I discovered stoicism in college, and recently rediscovered while learning to overcome my anxiety problems. Stoicism is for me a chance for freedom.
I first sought out Stoicism as a child. I thought if I could not hurt, my family life of divorce, mental & physical abuse and hardship may become tolerable. As I matured I realized it is not the suppression of emotions, rather the reaction to the circumstance that make such things bearable. I still must practice but have found that reacting only to those things within my control with wisdom and dignity is the only course of action for me.
I got into Stoicism in August 2007 after reading Alain De Botton's Status Anxiety, then reading Meditations, and then Seneca's On Anger etc and Epictetus' Handbook. Stoicism helps me get through the day and I like the idea of it being a kind of street philosophy.
I am a former philosophy student, relatively well-versed in the classics. Stoicism attracts me because it is rational and naturalistic, yet also deeply soothing and spiritual. I will admit that I have had problems with narcissism and anxiety, and I believe Stoicism has enormous potential to help me cope with these issues. But the Stoic school of thought is a practical philosophy and a discipline, not simply an abstract theory. I require the assistance of more advanced sages in cultivating the virtues. Man is, after all, a rational, social animal.
Recently I read Thoughts of Marcus Aurelius and am now reading Irvines Guide to the Good Life. Looking forward to learning more about and practicing Stoicism. For me, Stoicism provides a path for appreciating what is important in life and not falling victim to materialism and superfluous concerns.
I first discovered Stoic philosophy as a teenager, in the writings of psychologist Albert Ellis, around the time that I became interested in general-semantics, the discipline of applied scientific epistemology founded by Alfred Korzybski.

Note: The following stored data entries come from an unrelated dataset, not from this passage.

//! Schema setup for the journal database.

use rusqlite::Connection;

/// Create the journal table and its indices.
///
/// Safe to call on a database that already has the schema.
///
/// # Errors
/// Returns an error if the table cannot be created or if there is an SQL error.
pub fn initialize(connection: &Connection) -> Result<(), rusqlite::Error> {
    connection.execute(
        "CREATE TABLE IF NOT EXISTS journal (
                id INTEGER PRIMARY KEY AUTOINCREMENT,
                doc_date TEXT NOT NULL,
                doc_no TEXT NOT NULL DEFAULT '',
                doc_type TEXT NOT NULL,
                counterparty TEXT NOT NULL DEFAULT '',
                description TEXT NOT NULL DEFAULT '',
                category TEXT NOT NULL DEFAULT '',
                gl_code TEXT NOT NULL DEFAULT '',
                amount_net REAL NOT NULL,
                vat_amount REAL NOT NULL,
                amount_gross REAL NOT NULL,
                payment_method TEXT NOT NULL,
                bank_account TEXT NOT NULL DEFAULT '',
                status TEXT NOT NULL,
                payment_date TEXT
                )",
        (),
    )?;

    // Ensure the sequence starts at 1
    connection.execute(
        "INSERT OR IGNORE INTO sqlite_sequence (name, seq) VALUES ('journal', 0)",
        (),
    )?;

    // Date-range queries drive the dashboard, so index the document date.
    connection.execute(
        "CREATE INDEX IF NOT EXISTS idx_journal_doc_date ON journal(doc_date);",
        (),
    )?;

    Ok(())
}

#[cfg(test)]
mod initialize_tests {
    use rusqlite::Connection;

    use super::initialize;

    #[test]
    fn sql_is_valid() {
        let connection =
            Connection::open_in_memory().expect("Could not initialise in-memory SQLite database");

        assert_eq!(Ok(()), initialize(&connection));
    }

    #[test]
    fn initialize_is_idempotent() {
        let connection =
            Connection::open_in_memory().expect("Could not initialise in-memory SQLite database");

        initialize(&connection).expect("Could not initialise schema");

        assert_eq!(Ok(()), initialize(&connection));
    }
}
//! Defteri is a bookkeeping engine for a single small-business ledger.
//!
//! The heart of the crate is a flat journal of financial transactions and
//! the pure reports derived from it: period profit and loss, VAT payable,
//! per-account cash balances, and aging of unpaid items. Around the engine
//! sit a SQLite-backed journal store, a tolerant CSV import adapter, and a
//! handful of small command line tools.

#![warn(missing_docs)]

pub mod checks;
mod db;
pub mod import;
pub mod ledger;
pub mod report;
pub mod stores;
mod transaction;
pub mod vat;

pub use db::initialize as initialize_db;
pub use transaction::{
    AMOUNT_EPSILON, DocType, PaymentMethod, PaymentStatus, Transaction, TransactionBuilder,
    TransactionFilter, TransactionId,
};

/// The errors that may occur in the application.
#[derive(Debug, thiserror::Error, PartialEq)]
pub enum Error {
    /// A negative amount was entered for a net or VAT figure.
    ///
    /// Journal rows record magnitudes; the document type carries the
    /// direction of the money flow.
    #[error("amounts must not be negative, got {0}")]
    NegativeAmount(f64),

    /// The entered net, VAT, and gross amounts do not add up.
    ///
    /// The record must never be persisted; the caller should surface the
    /// message and let the user correct the amounts.
    #[error("gross amount {gross} does not equal net {net} plus VAT {vat}")]
    AmountMismatch {
        /// The net amount the user entered.
        net: f64,
        /// The VAT amount the user entered.
        vat: f64,
        /// The gross amount the user entered.
        gross: f64,
    },

    /// A manually entered transaction is missing its counterparty.
    #[error("a counterparty is required")]
    MissingCounterparty,

    /// A manually entered transaction is missing its description.
    #[error("a description is required")]
    MissingDescription,

    /// A bank account name is required unless the payment method is credit.
    #[error("a bank or cash account is required for non-credit payments")]
    MissingBankAccount,

    /// The CSV had issues that prevented it from being read at all.
    ///
    /// Defects in individual rows or cells never raise this error; those
    /// degrade to safe defaults row by row.
    #[error("could not parse the CSV file: {0}")]
    InvalidCsv(String),

    /// The requested transaction could not be found.
    #[error("the requested transaction could not be found")]
    NotFound,

    /// Tried to update a transaction that does not exist.
    #[error("tried to update a transaction that is not in the journal")]
    UpdateMissingTransaction,

    /// Tried to delete a transaction that does not exist.
    #[error("tried to delete a transaction that is not in the journal")]
    DeleteMissingTransaction,

    /// An unhandled/unexpected SQL error.
    #[error("an unexpected SQL error occurred: {0}")]
    SqlError(rusqlite::Error),
}

impl From<rusqlite::Error> for Error {
    fn from(value: rusqlite::Error) -> Self {
        match value {
            rusqlite::Error::QueryReturnedNoRows => Error::NotFound,
            error => {
                tracing::error!("an unhandled SQL error occurred: {}", error);
                Error::SqlError(error)
            }
        }
    }
}
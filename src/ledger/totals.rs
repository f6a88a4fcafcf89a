//! Period profit-and-loss and VAT figures.

use serde::Serialize;

use crate::{Transaction, vat::round_cents};

/// Net income, net expenses, and the profit for a period.
#[derive(Debug, Clone, Copy, PartialEq, Serialize)]
pub struct PeriodTotals {
    /// Sum of net amounts over income documents.
    pub income_net: f64,
    /// Sum of net amounts over expense and bill documents.
    pub expense_net: f64,
    /// Income minus expenses; negative for a loss.
    pub profit_net: f64,
}

/// The VAT position for a period.
#[derive(Debug, Clone, Copy, PartialEq, Serialize)]
pub struct VatSummary {
    /// VAT charged on sales.
    pub vat_collected: f64,
    /// VAT paid on purchases and bills.
    pub vat_deductible: f64,
    /// Collected minus deductible. Positive means owed to the tax
    /// authority, negative means a refund is due; callers label the
    /// figure by its sign.
    pub vat_payable: f64,
}

/// Compute the profit-and-loss figures for a set of transactions.
///
/// An empty input yields an all-zero result.
pub fn period_totals(transactions: &[Transaction]) -> PeriodTotals {
    let mut income_net = 0.0;
    let mut expense_net = 0.0;

    for transaction in transactions {
        if transaction.doc_type.is_income() {
            income_net += transaction.amount_net;
        } else if transaction.doc_type.is_expense() {
            expense_net += transaction.amount_net;
        }
    }

    PeriodTotals {
        income_net: round_cents(income_net),
        expense_net: round_cents(expense_net),
        profit_net: round_cents(income_net - expense_net),
    }
}

/// Compute the VAT position for a set of transactions.
///
/// An empty input yields an all-zero result.
pub fn vat_summary(transactions: &[Transaction]) -> VatSummary {
    let mut vat_collected = 0.0;
    let mut vat_deductible = 0.0;

    for transaction in transactions {
        if transaction.doc_type.is_income() {
            vat_collected += transaction.vat_amount;
        } else if transaction.doc_type.is_expense() {
            vat_deductible += transaction.vat_amount;
        }
    }

    VatSummary {
        vat_collected: round_cents(vat_collected),
        vat_deductible: round_cents(vat_deductible),
        vat_payable: round_cents(vat_collected - vat_deductible),
    }
}
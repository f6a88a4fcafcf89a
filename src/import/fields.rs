//! Tolerant parsing of spreadsheet cells.
//!
//! Journals arrive from whatever the business was using before: amounts
//! with currency symbols and thousands separators, dates in three
//! different layouts, document types in English or Greek. Each parser
//! here returns `None` for a cell it cannot read; the import layer picks
//! the safe default.

use time::{Date, format_description::BorrowedFormatItem, macros::format_description};

use crate::{DocType, PaymentMethod, PaymentStatus};

/// Parse a money cell into a plain decimal.
///
/// Strips currency symbols and spacing, then resolves the separator
/// convention: when both `.` and `,` appear the rightmost one is the
/// decimal separator; a lone comma is read as a decimal comma; repeated
/// separators are thousands grouping.
pub fn parse_amount(cell: &str) -> Option<f64> {
    let cleaned: String = cell
        .trim()
        .chars()
        .filter(|c| !matches!(c, '€' | '$' | '£' | ' ' | '\u{a0}' | '\u{202f}'))
        .collect();

    if cleaned.is_empty() {
        return None;
    }

    let comma = cleaned.rfind(',');
    let dot = cleaned.rfind('.');

    let normalised = match (comma, dot) {
        // 1.234,56
        (Some(comma), Some(dot)) if comma > dot => {
            cleaned.replace('.', "").replace(',', ".")
        }
        // 1,234.56
        (Some(_), Some(_)) => cleaned.replace(',', ""),
        (Some(_), None) => {
            if cleaned.matches(',').count() == 1 {
                // 1234,56
                cleaned.replace(',', ".")
            } else {
                // 1,234,567
                cleaned.replace(',', "")
            }
        }
        (None, Some(_)) => {
            if cleaned.matches('.').count() == 1 {
                // 1234.56
                cleaned
            } else {
                // 1.234.567
                cleaned.replace('.', "")
            }
        }
        (None, None) => cleaned,
    };

    normalised.parse().ok()
}

/// Parse a date cell, accepting the layouts seen in real exports.
pub fn parse_date(cell: &str) -> Option<Date> {
    const ISO: &[BorrowedFormatItem] = format_description!("[year]-[month]-[day]");
    const SLASH_DMY: &[BorrowedFormatItem] = format_description!("[day]/[month]/[year]");
    const DASH_DMY: &[BorrowedFormatItem] = format_description!("[day]-[month]-[year]");
    const SLASH_YMD: &[BorrowedFormatItem] = format_description!("[year]/[month]/[day]");

    let cell = cell.trim();

    [ISO, SLASH_DMY, DASH_DMY, SLASH_YMD]
        .into_iter()
        .find_map(|format| Date::parse(cell, format).ok())
}

/// Parse a document type cell, accepting the stored labels plus the
/// English and Greek spellings found in spreadsheets.
pub fn parse_doc_type(cell: &str) -> Option<DocType> {
    if let Some(doc_type) = DocType::from_label(cell.trim()) {
        return Some(doc_type);
    }

    match normalise(cell).as_str() {
        "income" | "sale" | "sales" | "revenue" | "έσοδα" | "εσοδα" | "πώληση"
        | "πωληση" => Some(DocType::Income),
        "expense" | "expenses" | "purchase" | "έξοδα" | "εξοδα" | "δαπάνη"
        | "δαπανη" => Some(DocType::Expense),
        "bill" | "τιμολόγιο" | "τιμολογιο" => Some(DocType::Bill),
        "equity distribution" | "dividend" | "διανομή κερδών" | "διανομη κερδων" => {
            Some(DocType::EquityDistribution)
        }
        "transfer" | "μεταφορά" | "μεταφορα" => Some(DocType::Transfer),
        "cash withdrawal" | "withdrawal" | "ανάληψη" | "αναληψη" => {
            Some(DocType::CashWithdrawal)
        }
        "cash deposit" | "deposit" | "κατάθεση" | "καταθεση" => Some(DocType::CashDeposit),
        "bank operation" | "bank charge" | "τραπεζική πράξη" | "τραπεζικη πραξη" => {
            Some(DocType::BankOperation)
        }
        _ => None,
    }
}

/// Parse a payment method cell.
pub fn parse_payment_method(cell: &str) -> Option<PaymentMethod> {
    if let Some(method) = PaymentMethod::from_label(cell.trim()) {
        return Some(method);
    }

    match normalise(cell).as_str() {
        "bank" | "bank transfer" | "τράπεζα" | "τραπεζα" | "έμβασμα" | "εμβασμα" => {
            Some(PaymentMethod::Bank)
        }
        "cash" | "μετρητά" | "μετρητα" => Some(PaymentMethod::Cash),
        "credit" | "on credit" | "πίστωση" | "πιστωση" | "επί πιστώσει"
        | "επι πιστωσει" => Some(PaymentMethod::Credit),
        _ => None,
    }
}

/// Parse a paid/unpaid flag cell.
pub fn parse_status(cell: &str) -> Option<PaymentStatus> {
    if let Some(status) = PaymentStatus::from_label(cell.trim()) {
        return Some(status);
    }

    match normalise(cell).as_str() {
        "paid" | "yes" | "πληρωμένο" | "πληρωμενο" | "εξοφλημένο" | "εξοφλημενο"
        | "ναι" => Some(PaymentStatus::Paid),
        "unpaid" | "open" | "no" | "ανεξόφλητο" | "ανεξοφλητο" | "όχι" | "οχι" => {
            Some(PaymentStatus::Unpaid)
        }
        _ => None,
    }
}

fn normalise(cell: &str) -> String {
    cell.trim().to_lowercase()
}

As I've pursued my studies in general-semantics, I've realized more and more that Korzybski qualifies as a modern stoic, whose teachings are both strengthened by a study of the stoical tradition and can contribute to the advancement of 21st Century stoicism. That's what I want to pursue.
I have just read the book Philosophy of Life and found the stoic section particularly intersting and useful and actually something that could be applied in order to improve everyday life and would like to learn more.
Exposed through rational emotive therapy.
I had been searching for a religion or philosophy that combined nature and God, but didn't feel closer to the Christian religion rather than Buddhism/Hinduism. I started learning about Marcus Aurelius, came across his book Meditation and my discovery went from there... So I have been reading his meditations and Epicteus' Enchiridion.
I have been studying Stoicism for a year now and have found it to be a beautiful philosophy of self empowerment and true freedom. As soon as I began to take in the wisdom of Marcus Aurelius and Seneca, I began to see a dramatic reduction of anxiety and an obliteration of panic attacks. Through the stoic philosopher I have come to appreciate life a bit more, and have found a well needed sense of inner peace. If I intend to find peace, I must live in accord with nature. I shall continue my studies in Stoicism....
Jules Evans at the HaY Festival and then reading his book made sense of what I have thought of as my world view. Therefore Stoicism validates my sense of identity and self worth.